DATA TO EXAMINE ▸
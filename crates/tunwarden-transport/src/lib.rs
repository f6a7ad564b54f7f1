// ============================================
// File: crates/tunwarden-transport/src/lib.rs
// ============================================
//! # Tunwarden Transport - Packet I/O Layer
//!
//! ## Creation Reason
//! The interception engine never talks to a device directly. It reads
//! packets from a `PacketSource`, writes them to a `PacketSink` and asks a
//! `PacketProcessor` what to do with each one. This crate defines those
//! seams, the packet type flowing through them, and the TUN devices that
//! implement them.
//!
//! ## Main Functionality
//!
//! ### Modules
//! - [`packet`]: `Packet` with parsed IP header metadata
//! - [`traits`]: Source, sink, processor and device traits, `TunConfig`
//! - [`tun`]: TUN device implementations (Linux, mock)
//! - [`error`]: Transport-specific error types
//!
//! ## Architecture Position
//! ```text
//! ┌─────────────────────────────────────────────────────┐
//! │              tunwarden-engine                       │
//! │                    │                                │
//! │         ┌──────────┴──────────┐                    │
//! │         ▼                     ▼                    │
//! │  tunwarden-config     tunwarden-transport          │
//! │                       You are here ◄──             │
//! │         │                     │                    │
//! │         └──────────┬──────────┘                    │
//! │                    ▼                               │
//! │            tunwarden-common                         │
//! └─────────────────────────────────────────────────────┘
//! ```
//!
//! ## Data Flow
//! ```text
//!   applications
//!        │ IP packets
//!        ▼
//!  ┌─────────────┐  recv()   ┌──────────────┐ process() ┌───────────────┐
//!  │ TUN device  │──────────►│  data plane  │──────────►│   processor   │
//!  │ (utun0)     │◄──────────│  (engine)    │◄──────────│ (net stack)   │
//!  └─────────────┘  send()   └──────────────┘  Verdict  └───────────────┘
//! ```
//!
//! ## Platform Support
//! | Platform | TUN |
//! |----------|-----|
//! | Linux | ✅ |
//! | Other | mock only |
//!
//! ## ⚠️ Important Note for Next Developer
//! - TUN operations require elevated privileges
//! - `PacketSource::recv` must not wait for traffic
//! - Mock implementations available with `mock` feature
//!
//! ## Last Modified
//! v0.1.0 - Initial transport layer

#![warn(missing_docs)]
#![warn(clippy::all)]
#![warn(clippy::pedantic)]
#![allow(clippy::module_name_repetitions)]

pub mod error;
pub mod packet;
pub mod traits;
pub mod tun;

// Re-export primary types
pub use error::{Result, TransportError};
pub use packet::{Endpoint, Packet, PacketMeta, Protocol};
pub use traits::{PacketProcessor, PacketSink, PacketSource, TunConfig, TunDevice, Verdict};

#[cfg(target_os = "linux")]
pub use tun::linux::LinuxTun;

#[cfg(any(test, feature = "mock"))]
pub use tun::mock::MockTun;
//! wgwizard Error Types

use thiserror::Error;

/// Result type alias for wgwizard operations
pub type Result<T> = std::result::Result<T, Error>;

/// wgwizard error types
#[derive(Error, Debug)]
pub enum Error {
    // Field validation errors
    #[error("Invalid IPv4 address: '{0}'")]
    InvalidIpv4(String),

    #[error("Invalid netmask: '{0}'")]
    InvalidNetmask(String),

    #[error("Invalid listen port: '{0}' (expected 1-65535)")]
    InvalidPort(String),

    #[error("Invalid interface name: '{0}' (expected wg0 - wg255)")]
    InvalidInterfaceName(String),

    #[error("Invalid keepalive interval: '{0}' (expected 1-65535 seconds)")]
    InvalidKeepalive(String),

    #[error("Invalid endpoint: '{0}' (expected hostname, IPv4 or IPv6 address)")]
    InvalidEndpoint(String),

    #[error("Invalid peer name: '{0}'")]
    InvalidPeerName(String),

    /// A field error located in a run file
    #[error("{peer} {field}: {source}")]
    Field {
        peer: String,
        field: String,
        #[source]
        source: Box<Error>,
    },

    // Key errors
    #[error("Invalid key: {0}")]
    InvalidKey(String),

    #[error("Key generation failed: {0}")]
    KeyGenerationFailed(String),

    // Configuration errors
    #[error("Configuration error: {0}")]
    Config(String),

    #[error("Invalid configuration file: {0}")]
    ConfigParse(#[from] toml::de::Error),

    // I/O errors
    #[error("I/O error: {0}")]
    Io(#[from] std::io::Error),

    #[error("JSON error: {0}")]
    Json(#[from] serde_json::Error),
}

impl From<ipnet::PrefixLenError> for Error {
    fn from(e: ipnet::PrefixLenError) -> Self {
        Error::InvalidNetmask(e.to_string())
    }
}

impl Error {
    /// Attach the peer and field a validation error came from
    pub fn at(peer: impl Into<String>, field: impl Into<String>, source: Error) -> Self {
        Error::Field {
            peer: peer.into(),
            field: field.into(),
            source: Box::new(source),
        }
    }

    /// The underlying error, with any field location stripped
    pub fn root(&self) -> &Error {
        match self {
            Error::Field { source, .. } => source.root(),
            other => other,
        }
    }

    /// Check if the caller can recover by asking for the field again
    pub fn is_recoverable(&self) -> bool {
        matches!(
            self.root(),
            Error::InvalidIpv4(_)
                | Error::InvalidNetmask(_)
                | Error::InvalidPort(_)
                | Error::InvalidInterfaceName(_)
                | Error::InvalidKeepalive(_)
                | Error::InvalidEndpoint(_)
                | Error::InvalidPeerName(_)
                | Error::InvalidKey(_)
                | Error::Config(_)
                | Error::ConfigParse(_)
        )
    }

    /// Check if this error must abort the whole generation run
    pub fn is_fatal(&self) -> bool {
        matches!(self.root(), Error::KeyGenerationFailed(_))
    }
}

WHAT NEEDS TO BE DONE ▸
Report every line of the preceding listing where the string "Result" occurs.

WRITTEN RESPONSE ▸
pub use error::{Result, TransportError};
/// Result type alias for wgwizard operations
pub type Result<T> = std::result::Result<T, Error>;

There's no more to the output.